EXCERPTED DATA:
//! Option aggregation across the include closure.

use std::collections::HashSet;

use beanroot_core::Options;

use crate::resolve::SourceFile;
use crate::LoadError;

/// Merge the `option`, `plugin` and currency declarations of `files`.
///
/// `files` must be in resolution order with the root first. Accumulating
/// options collect every distinct value across all files. Any other key
/// takes its value from the first file that sets it; within one file the
/// last line wins. Rejected values are reported and leave the default.
///
/// `include` lists the on-disk files of the closure, sorted.
pub fn aggregate_options(files: &[SourceFile]) -> (Options, Vec<LoadError>) {
    let mut options = Options::new();
    let mut errors = Vec::new();
    let mut claimed: HashSet<&str> = HashSet::new();

    for file in files {
        let mut set_here: HashSet<&str> = HashSet::new();
        for (key, value, lineno) in &file.parsed.options {
            if !Options::is_accumulating(key) && claimed.contains(key.as_str()) {
                continue;
            }
            match options.set(key, value) {
                Ok(()) => {
                    set_here.insert(key.as_str());
                }
                Err(error) => errors.push(LoadError::InvalidOption {
                    path: file.path.clone(),
                    lineno: *lineno,
                    error,
                }),
            }
        }
        claimed.extend(set_here);

        for (name, config, _) in &file.parsed.plugins {
            options.add_plugin(name, config.as_deref());
        }
        for currency in &file.parsed.commodities {
            options.add_commodity(currency);
        }
    }

    let mut include: Vec<String> = files
        .iter()
        .filter(|f| f.on_disk)
        .map(|f| f.path.display().to_string())
        .collect();
    include.sort();
    for path in &include {
        options.add_include(path);
    }
    options.filename = files.first().map(|f| f.path.display().to_string());

    (options, errors)
}
//! Include resolution.
//!
//! Files are processed in first-in first-out discovery order starting with
//! the root. Include paths are relative to the including file's directory
//! unless absolute, and are compared after canonicalization, so two
//! spellings of the same file count as one.

use std::collections::{HashSet, VecDeque};
use std::fs;
use std::io::ErrorKind;
use std::path::{Path, PathBuf};
use tracing::trace;

use beanroot_parser::ParseResult;

use crate::cache::FileStamp;
use crate::encoding::decode;
use crate::LoadError;

/// Turns file content into directives.
///
/// The loader only needs the output shape of [`ParseResult`]; any grammar
/// that produces it can be plugged in with
/// [`Loader::with_parser`](crate::Loader::with_parser).
pub trait SourceParser: Send + Sync {
    /// Parse `source`, read from `filename`.
    fn parse(&self, source: &str, filename: &str) -> ParseResult;
}

/// The bundled ledger grammar.
#[derive(Debug, Clone, Copy, Default)]
pub struct DefaultParser;

impl SourceParser for DefaultParser {
    fn parse(&self, source: &str, filename: &str) -> ParseResult {
        beanroot_parser::parse(source, filename)
    }
}

/// One file of the include closure.
#[derive(Debug, Clone)]
pub struct SourceFile {
    /// Canonical path, or a placeholder name for in-memory text.
    pub path: PathBuf,
    /// What the parser made of it.
    pub parsed: ParseResult,
    /// False for text that did not come from disk.
    pub on_disk: bool,
}

/// The include closure of one root.
#[derive(Debug, Default)]
pub struct Resolution {
    /// Files in processing order, root first.
    pub files: Vec<SourceFile>,
    /// Includes that did not exist.
    pub missing: Vec<PathBuf>,
    /// Every on-disk file and missing include, stamped before it was read.
    pub stamps: Vec<FileStamp>,
    /// Missing files, duplicate includes, unreadable files.
    pub errors: Vec<LoadError>,
}

/// A pending include: the path to read and the `include` line that asked
/// for it.
struct Pending {
    path: PathBuf,
    from: Option<(PathBuf, u32)>,
}

/// Resolves the closure breadth first.
pub(crate) struct Resolver<'a> {
    parser: &'a dyn SourceParser,
    queue: VecDeque<Pending>,
    seen: HashSet<PathBuf>,
    resolution: Resolution,
}

impl<'a> Resolver<'a> {
    pub(crate) fn new(parser: &'a dyn SourceParser) -> Self {
        Self {
            parser,
            queue: VecDeque::new(),
            seen: HashSet::new(),
            resolution: Resolution::default(),
        }
    }

    /// Start from a file on disk.
    pub(crate) fn root(mut self, path: &Path) -> Self {
        self.queue.push_back(Pending {
            path: path.to_path_buf(),
            from: None,
        });
        self
    }

    /// Start from text that is already in memory. Its includes resolve
    /// against `base_dir`.
    pub(crate) fn root_text(mut self, name: &str, source: &str, base_dir: &Path) -> Self {
        let parsed = self.parser.parse(source, name);
        let file = SourceFile {
            path: PathBuf::from(name),
            parsed,
            on_disk: false,
        };
        self.enqueue_includes(&file, base_dir);
        self.resolution.files.push(file);
        self
    }

    pub(crate) fn run(mut self) -> Resolution {
        while let Some(pending) = self.queue.pop_front() {
            self.visit(pending);
        }
        self.resolution
    }

    fn visit(&mut self, pending: Pending) {
        let canonical = match pending.path.canonicalize() {
            Ok(path) => path,
            Err(err) if err.kind() == ErrorKind::NotFound => {
                trace!(path = %pending.path.display(), "include does not exist");
                self.resolution.stamps.push(FileStamp::of(&pending.path));
                self.resolution.missing.push(pending.path.clone());
                self.resolution
                    .errors
                    .push(LoadError::FileMissing { path: pending.path });
                return;
            }
            Err(err) => {
                self.resolution.errors.push(LoadError::Io {
                    path: pending.path,
                    message: err.to_string(),
                });
                return;
            }
        };

        if !self.seen.insert(canonical.clone()) {
            let (included_from, lineno) = pending.from.unwrap_or_default();
            self.resolution.errors.push(LoadError::DuplicateInclude {
                path: canonical,
                included_from,
                lineno,
            });
            return;
        }

        // A write that lands during the read must invalidate the result.
        self.resolution.stamps.push(FileStamp::of(&canonical));
        let bytes = match fs::read(&canonical) {
            Ok(bytes) => bytes,
            Err(err) => {
                self.resolution.errors.push(LoadError::Io {
                    path: canonical,
                    message: err.to_string(),
                });
                return;
            }
        };
        let (source, decode_error) = decode(&bytes, "utf-8");
        self.resolution.errors.extend(decode_error);

        let filename = canonical.display().to_string();
        trace!(path = %filename, "parsing");
        let file = SourceFile {
            parsed: self.parser.parse(&source, &filename),
            path: canonical,
            on_disk: true,
        };
        let base_dir = file.path.parent().map(Path::to_path_buf).unwrap_or_default();
        self.enqueue_includes(&file, &base_dir);
        self.resolution.files.push(file);
    }

    fn enqueue_includes(&mut self, file: &SourceFile, base_dir: &Path) {
        for (include, lineno) in &file.parsed.includes {
            let include = Path::new(include);
            let path = if include.is_absolute() {
                include.to_path_buf()
            } else {
                base_dir.join(include)
            };
            self.queue.push_back(Pending {
                path,
                from: Some((file.path.clone(), *lineno)),
            });
        }
    }
}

WHAT THE TASK REQUIRES: Considering only the material above, set down every line from the one with "pub trait SourceParser: Send" to the one with "pub struct DefaultParser;", inclusive, exactly as written.

RESPONSE BELOW:
pub trait SourceParser: Send + Sync {
    /// Parse `source`, read from `filename`.
    fn parse(&self, source: &str, filename: &str) -> ParseResult;
}

/// The bundled ledger grammar.
#[derive(Debug, Clone, Copy, Default)]
pub struct DefaultParser;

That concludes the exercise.